▶ **Task**
Take the lines below between the one holding "repository 74bf9c8c9295069b" and the one holding "the pixel |", inclusive, and copy them exactly. Add nothing.

▶ **Data provided**
Start of Block

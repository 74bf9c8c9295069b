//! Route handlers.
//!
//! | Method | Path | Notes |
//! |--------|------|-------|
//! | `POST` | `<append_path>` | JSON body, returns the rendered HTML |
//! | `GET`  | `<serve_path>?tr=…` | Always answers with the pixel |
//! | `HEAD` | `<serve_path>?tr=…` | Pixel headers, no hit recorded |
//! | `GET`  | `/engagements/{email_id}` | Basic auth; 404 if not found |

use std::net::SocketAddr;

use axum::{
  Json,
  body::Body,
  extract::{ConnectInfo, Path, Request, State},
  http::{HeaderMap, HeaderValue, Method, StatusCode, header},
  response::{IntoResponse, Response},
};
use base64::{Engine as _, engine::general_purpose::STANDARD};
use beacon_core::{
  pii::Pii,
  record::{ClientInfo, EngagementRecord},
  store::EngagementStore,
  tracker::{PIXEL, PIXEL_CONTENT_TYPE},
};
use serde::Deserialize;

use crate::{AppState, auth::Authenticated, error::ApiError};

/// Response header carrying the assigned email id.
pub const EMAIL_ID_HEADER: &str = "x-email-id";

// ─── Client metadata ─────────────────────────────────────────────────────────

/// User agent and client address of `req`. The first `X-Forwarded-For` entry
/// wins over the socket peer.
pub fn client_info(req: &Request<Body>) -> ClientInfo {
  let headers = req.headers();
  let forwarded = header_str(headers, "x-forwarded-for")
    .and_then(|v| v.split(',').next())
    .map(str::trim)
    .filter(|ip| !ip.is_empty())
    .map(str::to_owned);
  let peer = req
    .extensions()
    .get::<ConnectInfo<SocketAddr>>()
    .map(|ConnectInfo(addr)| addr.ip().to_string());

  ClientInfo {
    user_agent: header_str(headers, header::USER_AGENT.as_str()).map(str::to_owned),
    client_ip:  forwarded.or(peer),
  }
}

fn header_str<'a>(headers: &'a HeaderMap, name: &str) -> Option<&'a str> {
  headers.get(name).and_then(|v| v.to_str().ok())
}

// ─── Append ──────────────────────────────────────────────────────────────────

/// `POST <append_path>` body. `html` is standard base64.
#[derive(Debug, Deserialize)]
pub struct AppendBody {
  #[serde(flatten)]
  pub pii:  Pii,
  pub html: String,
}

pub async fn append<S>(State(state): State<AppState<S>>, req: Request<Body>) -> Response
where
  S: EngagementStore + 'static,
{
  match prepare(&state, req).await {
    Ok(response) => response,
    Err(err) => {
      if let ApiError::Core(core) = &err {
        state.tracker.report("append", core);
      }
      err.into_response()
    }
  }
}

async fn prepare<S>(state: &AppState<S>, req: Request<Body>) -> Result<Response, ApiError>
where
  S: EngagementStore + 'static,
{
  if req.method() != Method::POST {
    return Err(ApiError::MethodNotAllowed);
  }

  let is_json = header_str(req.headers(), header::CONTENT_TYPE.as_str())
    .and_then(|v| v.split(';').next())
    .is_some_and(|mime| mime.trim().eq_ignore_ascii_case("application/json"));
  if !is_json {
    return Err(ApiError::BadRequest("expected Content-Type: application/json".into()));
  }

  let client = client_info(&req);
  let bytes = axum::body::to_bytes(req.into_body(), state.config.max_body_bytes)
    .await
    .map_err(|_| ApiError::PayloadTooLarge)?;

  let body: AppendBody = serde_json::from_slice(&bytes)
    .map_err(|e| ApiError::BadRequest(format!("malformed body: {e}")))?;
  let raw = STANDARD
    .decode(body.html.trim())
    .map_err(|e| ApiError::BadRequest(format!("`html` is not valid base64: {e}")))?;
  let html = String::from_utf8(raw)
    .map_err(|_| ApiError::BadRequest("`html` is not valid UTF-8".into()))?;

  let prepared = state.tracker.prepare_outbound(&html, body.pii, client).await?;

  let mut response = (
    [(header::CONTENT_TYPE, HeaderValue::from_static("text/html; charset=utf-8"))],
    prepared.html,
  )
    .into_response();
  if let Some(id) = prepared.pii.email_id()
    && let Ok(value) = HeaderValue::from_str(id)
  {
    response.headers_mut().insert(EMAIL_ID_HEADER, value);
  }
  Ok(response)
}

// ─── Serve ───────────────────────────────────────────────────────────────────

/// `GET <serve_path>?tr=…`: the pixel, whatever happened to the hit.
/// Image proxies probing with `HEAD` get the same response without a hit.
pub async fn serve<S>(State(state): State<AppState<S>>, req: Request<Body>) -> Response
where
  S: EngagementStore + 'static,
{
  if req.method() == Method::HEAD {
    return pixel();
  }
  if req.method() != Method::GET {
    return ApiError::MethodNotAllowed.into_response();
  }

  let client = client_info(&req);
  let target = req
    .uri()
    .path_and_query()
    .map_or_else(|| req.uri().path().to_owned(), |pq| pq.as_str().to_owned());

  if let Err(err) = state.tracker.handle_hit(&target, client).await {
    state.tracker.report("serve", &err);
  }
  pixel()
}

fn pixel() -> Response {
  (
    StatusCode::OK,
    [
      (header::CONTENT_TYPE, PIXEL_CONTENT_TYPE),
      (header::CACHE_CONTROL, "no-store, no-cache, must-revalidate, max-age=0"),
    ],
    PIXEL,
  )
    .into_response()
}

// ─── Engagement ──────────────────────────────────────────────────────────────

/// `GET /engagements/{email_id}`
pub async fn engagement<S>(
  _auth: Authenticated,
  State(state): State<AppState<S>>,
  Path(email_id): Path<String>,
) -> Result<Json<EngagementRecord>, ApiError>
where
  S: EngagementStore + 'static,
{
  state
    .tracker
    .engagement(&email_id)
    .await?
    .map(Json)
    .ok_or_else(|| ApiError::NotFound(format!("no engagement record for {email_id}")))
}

End of Block
Start of Block

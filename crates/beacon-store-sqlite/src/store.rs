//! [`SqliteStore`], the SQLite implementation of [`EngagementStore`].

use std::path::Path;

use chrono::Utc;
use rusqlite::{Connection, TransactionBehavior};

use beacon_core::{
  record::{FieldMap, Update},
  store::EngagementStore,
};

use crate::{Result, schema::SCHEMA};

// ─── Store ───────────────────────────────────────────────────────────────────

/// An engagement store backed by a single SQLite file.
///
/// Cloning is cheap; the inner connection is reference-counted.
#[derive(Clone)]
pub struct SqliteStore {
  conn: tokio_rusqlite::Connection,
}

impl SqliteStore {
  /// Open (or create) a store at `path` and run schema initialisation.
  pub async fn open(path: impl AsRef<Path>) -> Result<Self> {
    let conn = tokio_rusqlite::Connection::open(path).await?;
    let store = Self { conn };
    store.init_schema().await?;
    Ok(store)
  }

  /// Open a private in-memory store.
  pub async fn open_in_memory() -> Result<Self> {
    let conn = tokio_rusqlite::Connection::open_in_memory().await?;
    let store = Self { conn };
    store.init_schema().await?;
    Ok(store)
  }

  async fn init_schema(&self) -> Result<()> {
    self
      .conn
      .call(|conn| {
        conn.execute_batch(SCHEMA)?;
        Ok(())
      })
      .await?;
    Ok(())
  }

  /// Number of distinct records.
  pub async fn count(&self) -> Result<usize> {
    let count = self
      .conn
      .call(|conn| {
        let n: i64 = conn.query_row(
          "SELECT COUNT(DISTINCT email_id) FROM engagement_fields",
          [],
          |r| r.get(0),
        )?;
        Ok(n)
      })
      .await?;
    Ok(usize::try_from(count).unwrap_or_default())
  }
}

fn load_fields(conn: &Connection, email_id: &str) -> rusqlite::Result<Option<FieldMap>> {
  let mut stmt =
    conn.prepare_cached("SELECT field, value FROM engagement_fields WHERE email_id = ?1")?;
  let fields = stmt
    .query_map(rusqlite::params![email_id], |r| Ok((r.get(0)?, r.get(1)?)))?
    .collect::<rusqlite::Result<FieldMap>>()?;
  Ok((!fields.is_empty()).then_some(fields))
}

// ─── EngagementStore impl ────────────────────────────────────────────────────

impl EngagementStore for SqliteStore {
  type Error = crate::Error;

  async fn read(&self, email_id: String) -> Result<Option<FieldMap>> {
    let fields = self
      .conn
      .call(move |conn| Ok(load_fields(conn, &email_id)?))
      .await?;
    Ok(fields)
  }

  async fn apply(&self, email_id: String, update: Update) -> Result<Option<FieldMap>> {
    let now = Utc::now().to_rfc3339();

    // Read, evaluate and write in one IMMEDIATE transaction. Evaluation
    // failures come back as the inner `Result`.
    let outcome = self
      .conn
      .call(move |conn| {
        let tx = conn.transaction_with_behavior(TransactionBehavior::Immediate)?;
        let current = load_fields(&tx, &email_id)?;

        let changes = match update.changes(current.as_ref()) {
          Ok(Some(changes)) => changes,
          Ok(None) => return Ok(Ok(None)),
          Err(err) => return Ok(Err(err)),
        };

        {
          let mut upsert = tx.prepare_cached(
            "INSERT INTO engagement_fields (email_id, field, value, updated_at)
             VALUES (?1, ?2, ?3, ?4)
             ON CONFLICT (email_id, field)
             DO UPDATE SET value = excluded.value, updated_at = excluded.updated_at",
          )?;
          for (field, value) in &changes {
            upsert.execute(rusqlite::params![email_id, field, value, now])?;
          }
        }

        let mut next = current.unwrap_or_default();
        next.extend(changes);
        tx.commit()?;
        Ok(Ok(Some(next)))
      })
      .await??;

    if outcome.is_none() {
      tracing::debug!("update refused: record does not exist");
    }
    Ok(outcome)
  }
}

End of Block
Start of Block

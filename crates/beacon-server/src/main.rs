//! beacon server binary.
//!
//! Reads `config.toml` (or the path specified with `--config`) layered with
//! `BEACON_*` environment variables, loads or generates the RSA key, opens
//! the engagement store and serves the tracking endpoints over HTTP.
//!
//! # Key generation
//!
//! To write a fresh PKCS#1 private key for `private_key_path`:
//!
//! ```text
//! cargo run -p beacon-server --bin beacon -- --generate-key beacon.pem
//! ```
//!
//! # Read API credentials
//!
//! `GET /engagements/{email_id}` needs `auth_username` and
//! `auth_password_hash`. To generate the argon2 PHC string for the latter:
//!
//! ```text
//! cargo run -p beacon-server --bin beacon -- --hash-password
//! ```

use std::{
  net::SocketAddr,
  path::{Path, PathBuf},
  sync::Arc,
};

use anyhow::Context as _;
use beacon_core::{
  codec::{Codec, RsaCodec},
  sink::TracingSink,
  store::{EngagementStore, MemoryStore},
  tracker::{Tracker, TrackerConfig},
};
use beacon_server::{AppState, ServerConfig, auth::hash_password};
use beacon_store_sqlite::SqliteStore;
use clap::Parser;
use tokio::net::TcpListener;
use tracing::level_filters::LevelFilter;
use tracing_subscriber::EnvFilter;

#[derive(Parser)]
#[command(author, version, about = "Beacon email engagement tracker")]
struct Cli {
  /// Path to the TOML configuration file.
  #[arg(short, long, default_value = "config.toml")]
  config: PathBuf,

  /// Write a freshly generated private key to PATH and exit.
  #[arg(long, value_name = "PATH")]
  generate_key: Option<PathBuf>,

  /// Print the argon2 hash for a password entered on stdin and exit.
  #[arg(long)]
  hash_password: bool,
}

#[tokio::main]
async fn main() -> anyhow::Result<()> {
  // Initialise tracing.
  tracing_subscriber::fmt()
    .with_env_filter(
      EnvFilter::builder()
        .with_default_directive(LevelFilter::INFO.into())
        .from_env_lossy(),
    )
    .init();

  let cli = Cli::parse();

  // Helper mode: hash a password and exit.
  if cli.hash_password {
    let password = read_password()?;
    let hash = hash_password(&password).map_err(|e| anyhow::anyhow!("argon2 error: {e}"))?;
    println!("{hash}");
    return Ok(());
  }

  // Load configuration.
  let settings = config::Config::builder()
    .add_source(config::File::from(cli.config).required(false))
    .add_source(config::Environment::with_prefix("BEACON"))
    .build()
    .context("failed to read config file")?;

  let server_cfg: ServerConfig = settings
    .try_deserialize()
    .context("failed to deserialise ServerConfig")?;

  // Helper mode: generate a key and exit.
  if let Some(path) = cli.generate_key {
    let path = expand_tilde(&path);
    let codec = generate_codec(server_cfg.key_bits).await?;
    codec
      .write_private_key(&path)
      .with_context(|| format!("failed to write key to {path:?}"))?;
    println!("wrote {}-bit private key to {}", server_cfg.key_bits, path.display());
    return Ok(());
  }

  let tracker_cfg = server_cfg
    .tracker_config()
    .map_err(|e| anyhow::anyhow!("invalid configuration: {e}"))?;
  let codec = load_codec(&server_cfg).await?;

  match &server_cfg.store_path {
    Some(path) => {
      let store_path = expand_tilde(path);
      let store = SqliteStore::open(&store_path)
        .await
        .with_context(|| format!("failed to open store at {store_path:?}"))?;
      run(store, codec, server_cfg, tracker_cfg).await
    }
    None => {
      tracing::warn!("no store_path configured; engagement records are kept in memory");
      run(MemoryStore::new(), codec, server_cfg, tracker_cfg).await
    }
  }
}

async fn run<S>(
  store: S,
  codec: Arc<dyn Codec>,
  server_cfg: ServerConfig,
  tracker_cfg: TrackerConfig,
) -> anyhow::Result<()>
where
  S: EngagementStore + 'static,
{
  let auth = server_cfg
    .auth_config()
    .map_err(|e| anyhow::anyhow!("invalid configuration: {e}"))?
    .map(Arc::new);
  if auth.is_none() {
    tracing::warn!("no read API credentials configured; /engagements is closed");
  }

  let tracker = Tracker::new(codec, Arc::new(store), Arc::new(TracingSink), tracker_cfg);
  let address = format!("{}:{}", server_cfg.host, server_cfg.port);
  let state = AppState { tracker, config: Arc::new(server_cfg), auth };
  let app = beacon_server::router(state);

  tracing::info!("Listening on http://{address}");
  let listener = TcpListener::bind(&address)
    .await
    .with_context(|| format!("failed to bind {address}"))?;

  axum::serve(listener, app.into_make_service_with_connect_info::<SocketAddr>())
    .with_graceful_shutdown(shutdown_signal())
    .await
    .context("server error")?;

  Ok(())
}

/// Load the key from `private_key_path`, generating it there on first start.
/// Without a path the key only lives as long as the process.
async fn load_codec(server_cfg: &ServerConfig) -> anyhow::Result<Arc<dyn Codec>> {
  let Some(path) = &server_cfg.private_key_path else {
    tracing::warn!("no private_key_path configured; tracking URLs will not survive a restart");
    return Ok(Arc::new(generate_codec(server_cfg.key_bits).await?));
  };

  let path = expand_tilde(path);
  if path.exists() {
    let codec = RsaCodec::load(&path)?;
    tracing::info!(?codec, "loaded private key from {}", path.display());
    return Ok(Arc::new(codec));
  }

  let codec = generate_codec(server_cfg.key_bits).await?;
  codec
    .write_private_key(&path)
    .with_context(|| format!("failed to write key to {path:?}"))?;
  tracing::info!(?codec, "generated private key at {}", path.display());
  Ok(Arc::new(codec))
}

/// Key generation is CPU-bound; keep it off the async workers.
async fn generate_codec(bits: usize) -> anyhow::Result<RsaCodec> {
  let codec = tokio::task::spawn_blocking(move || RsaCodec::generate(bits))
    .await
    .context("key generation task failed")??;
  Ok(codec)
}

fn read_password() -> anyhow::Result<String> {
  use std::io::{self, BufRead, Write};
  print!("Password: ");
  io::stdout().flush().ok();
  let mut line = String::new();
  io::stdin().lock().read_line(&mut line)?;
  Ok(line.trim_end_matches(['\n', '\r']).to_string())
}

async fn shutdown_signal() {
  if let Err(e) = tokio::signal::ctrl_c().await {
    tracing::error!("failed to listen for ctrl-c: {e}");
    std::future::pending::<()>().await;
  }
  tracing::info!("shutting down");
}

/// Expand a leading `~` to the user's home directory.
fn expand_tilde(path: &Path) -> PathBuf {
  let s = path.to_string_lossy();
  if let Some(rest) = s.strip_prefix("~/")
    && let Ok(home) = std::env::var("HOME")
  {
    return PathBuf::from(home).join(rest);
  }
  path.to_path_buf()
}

End of Block

▶ **Task solution**
repository 74bf9c8c9295069b
//! Route handlers.
//!
//! | Method | Path | Notes |
//! |--------|------|-------|
//! | `POST` | `<append_path>` | JSON body, returns the rendered HTML |
//! | `GET`  | `<serve_path>?tr=…` | Always answers with the pixel |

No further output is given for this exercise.